INFORMATION Block Start

//! Database operations for roles and their permissions.

use rusqlite::{Connection, Row};

use crate::{
    Error,
    database_id::RoleId,
    permission::Permission,
    role::{ADMIN_ROLE, Role, RoleName, USER_ROLE, USER_ROLE_PERMISSIONS},
};

/// Create a role with the given permissions and return it with its generated ID.
///
/// **Note**: If you want transactional integrity (all or nothing), pass in a
/// transaction for `connection`.
///
/// # Errors
/// This function will return a:
/// - [Error::DuplicateRoleName] if another role already uses `name`,
/// - or [Error::SqlError] if there is some other SQL error.
pub fn create_role(
    name: RoleName,
    description: &str,
    permissions: &[Permission],
    connection: &Connection,
) -> Result<Role, Error> {
    connection
        .execute(
            "INSERT INTO role (name, description) VALUES (?1, ?2)",
            (name.as_ref(), description),
        )
        .map_err(|error| map_unique_name_error(error, &name))?;

    let id = connection.last_insert_rowid();
    set_role_permissions(id, permissions, connection)?;

    get_role(id, connection)
}

/// Retrieve a role and its permissions by ID.
///
/// # Errors
/// Returns [Error::RoleNotFound] if `role_id` does not refer to a role.
pub fn get_role(role_id: RoleId, connection: &Connection) -> Result<Role, Error> {
    let (id, name, description) = connection
        .prepare("SELECT id, name, description FROM role WHERE id = :id")?
        .query_row(&[(":id", &role_id)], map_row)
        .map_err(|error| match error {
            rusqlite::Error::QueryReturnedNoRows => Error::RoleNotFound,
            error => error.into(),
        })?;

    Ok(Role {
        id,
        name,
        description,
        permissions: get_role_permissions(id, connection)?,
    })
}

/// Retrieve a role by its exact name.
///
/// # Errors
/// Returns [Error::RoleNotFound] if no role has the name `name`.
pub fn get_role_by_name(name: &str, connection: &Connection) -> Result<Role, Error> {
    let role_id: RoleId = connection
        .query_row("SELECT id FROM role WHERE name = ?1", [name], |row| {
            row.get(0)
        })
        .map_err(|error| match error {
            rusqlite::Error::QueryReturnedNoRows => Error::RoleNotFound,
            error => error.into(),
        })?;

    get_role(role_id, connection)
}

/// Retrieve all roles ordered alphabetically by name.
pub fn get_all_roles(connection: &Connection) -> Result<Vec<Role>, Error> {
    let rows = connection
        .prepare("SELECT id, name, description FROM role ORDER BY name ASC")?
        .query_map([], map_row)?
        .collect::<Result<Vec<_>, _>>()?;

    rows.into_iter()
        .map(|(id, name, description)| {
            Ok(Role {
                id,
                name,
                description,
                permissions: get_role_permissions(id, connection)?,
            })
        })
        .collect()
}

/// Get the permissions granted by a role, sorted by ID.
pub fn get_role_permissions(
    role_id: RoleId,
    connection: &Connection,
) -> Result<Vec<Permission>, Error> {
    connection
        .prepare(
            "SELECT permission_id FROM role_permission WHERE role_id = ?1 ORDER BY permission_id ASC",
        )?
        .query_map([role_id], |row| row.get(0))?
        .map(|maybe_permission| maybe_permission.map_err(|error| error.into()))
        .collect()
}

/// Replace a role's name, description and permissions.
///
/// **Note**: If you want transactional integrity (all or nothing), pass in a
/// transaction for `connection`.
///
/// # Errors
/// This function will return a:
/// - [Error::RoleNotFound] if `role_id` does not refer to a role,
/// - or [Error::DuplicateRoleName] if another role already uses `name`.
pub fn update_role(
    role_id: RoleId,
    name: RoleName,
    description: &str,
    permissions: &[Permission],
    connection: &Connection,
) -> Result<Role, Error> {
    let rows_affected = connection
        .execute(
            "UPDATE role SET name = ?1, description = ?2 WHERE id = ?3",
            (name.as_ref(), description, role_id),
        )
        .map_err(|error| map_unique_name_error(error, &name))?;

    if rows_affected == 0 {
        return Err(Error::RoleNotFound);
    }

    set_role_permissions(role_id, permissions, connection)?;

    get_role(role_id, connection)
}

/// Replace the set of permissions granted by a role.
///
/// **Note**: If you want transactional integrity (all or nothing), pass in a
/// transaction for `connection`.
///
/// # Errors
/// Returns [Error::RoleNotFound] if `role_id` does not refer to a role.
pub fn set_role_permissions(
    role_id: RoleId,
    permissions: &[Permission],
    connection: &Connection,
) -> Result<(), Error> {
    ensure_role_exists(role_id, connection)?;

    connection.execute("DELETE FROM role_permission WHERE role_id = ?1", [role_id])?;

    let mut statement = connection.prepare(
        "INSERT OR IGNORE INTO role_permission (role_id, permission_id) VALUES (?1, ?2)",
    )?;

    for permission in permissions {
        statement.execute((role_id, permission))?;
    }

    Ok(())
}

/// Delete a role by ID.
///
/// # Errors
/// This function will return a:
/// - [Error::RoleInUse] if the role is assigned to any user,
/// - or [Error::RoleNotFound] if `role_id` does not refer to a role.
pub fn delete_role(role_id: RoleId, connection: &Connection) -> Result<(), Error> {
    let assigned_users: i64 = connection.query_row(
        "SELECT COUNT(*) FROM user_role WHERE role_id = ?1",
        [role_id],
        |row| row.get(0),
    )?;

    if assigned_users > 0 {
        return Err(Error::RoleInUse);
    }

    let rows_affected = connection.execute("DELETE FROM role WHERE id = ?1", [role_id])?;

    if rows_affected == 0 {
        return Err(Error::RoleNotFound);
    }

    Ok(())
}

/// Get the number of roles in the database.
pub fn count_roles(connection: &Connection) -> Result<u32, Error> {
    connection
        .query_row("SELECT COUNT(id) FROM role;", [], |row| row.get(0))
        .map_err(|error| error.into())
}

/// Create the [ADMIN_ROLE] with every permission and the [USER_ROLE] if no roles exist yet.
pub fn seed_default_roles(connection: &Connection) -> Result<(), Error> {
    if count_roles(connection)? > 0 {
        return Ok(());
    }

    tracing::info!("Creating the default roles \"{ADMIN_ROLE}\" and \"{USER_ROLE}\"");

    create_role(
        RoleName::new_unchecked(ADMIN_ROLE),
        "Administrator with full access",
        &Permission::ALL,
        connection,
    )?;
    create_role(
        RoleName::new_unchecked(USER_ROLE),
        "Regular user with limited access",
        &USER_ROLE_PERMISSIONS,
        connection,
    )?;

    Ok(())
}

/// Initialize the role and role permission tables.
///
/// The permission table must already exist.
pub fn create_role_tables(connection: &Connection) -> Result<(), rusqlite::Error> {
    connection.execute_batch(
        "CREATE TABLE IF NOT EXISTS role (
            id INTEGER PRIMARY KEY,
            name TEXT NOT NULL UNIQUE,
            description TEXT NOT NULL DEFAULT ''
        );

        CREATE TABLE IF NOT EXISTS role_permission (
            role_id INTEGER NOT NULL,
            permission_id INTEGER NOT NULL,
            PRIMARY KEY (role_id, permission_id),
            FOREIGN KEY(role_id) REFERENCES role(id) ON DELETE CASCADE,
            FOREIGN KEY(permission_id) REFERENCES permission(id)
        );",
    )?;

    Ok(())
}

fn ensure_role_exists(role_id: RoleId, connection: &Connection) -> Result<(), Error> {
    let exists: bool = connection.query_row(
        "SELECT EXISTS (SELECT 1 FROM role WHERE id = ?1)",
        [role_id],
        |row| row.get(0),
    )?;

    if exists {
        Ok(())
    } else {
        Err(Error::RoleNotFound)
    }
}

fn map_unique_name_error(error: rusqlite::Error, name: &RoleName) -> Error {
    match error {
        rusqlite::Error::SqliteFailure(
            rusqlite::ffi::Error {
                code: _,
                extended_code: rusqlite::ffi::SQLITE_CONSTRAINT_UNIQUE,
            },
            _,
        ) => Error::DuplicateRoleName(name.to_string()),
        error => error.into(),
    }
}

fn map_row(row: &Row) -> Result<(RoleId, RoleName, String), rusqlite::Error> {
    let id = row.get(0)?;
    let raw_name: String = row.get(1)?;
    let description = row.get(2)?;

    Ok((id, RoleName::new_unchecked(&raw_name), description))
}
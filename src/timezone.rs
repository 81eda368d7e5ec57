//! Helpers for working with the configured local timezone.

use time::{Date, OffsetDateTime, UtcOffset};
use time_tz::{Offset, TimeZone};

/// Get the current UTC offset of `canonical_timezone`, e.g. "Pacific/Auckland".
///
/// Returns `None` if the timezone name is unknown.
pub fn get_local_offset(canonical_timezone: &str) -> Option<UtcOffset> {
    time_tz::timezones::get_by_name(canonical_timezone)
        .map(|tz| tz.get_offset_utc(&OffsetDateTime::now_utc()).to_utc())
}

/// Today's date in `canonical_timezone`.
///
/// Returns `None` if the timezone name is unknown.
pub fn local_today(canonical_timezone: &str) -> Option<Date> {
    get_local_offset(canonical_timezone)
        .map(|offset| OffsetDateTime::now_utc().to_offset(offset).date())
}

INFORMATION Block End

**WORK TO BE COMPLETED:** Look through the records and gather each line with the word "FOREIGN".

**ANSWER TO THE EXERCISE:**
            FOREIGN KEY(role_id) REFERENCES role(id) ON DELETE CASCADE,
            FOREIGN KEY(permission_id) REFERENCES permission(id)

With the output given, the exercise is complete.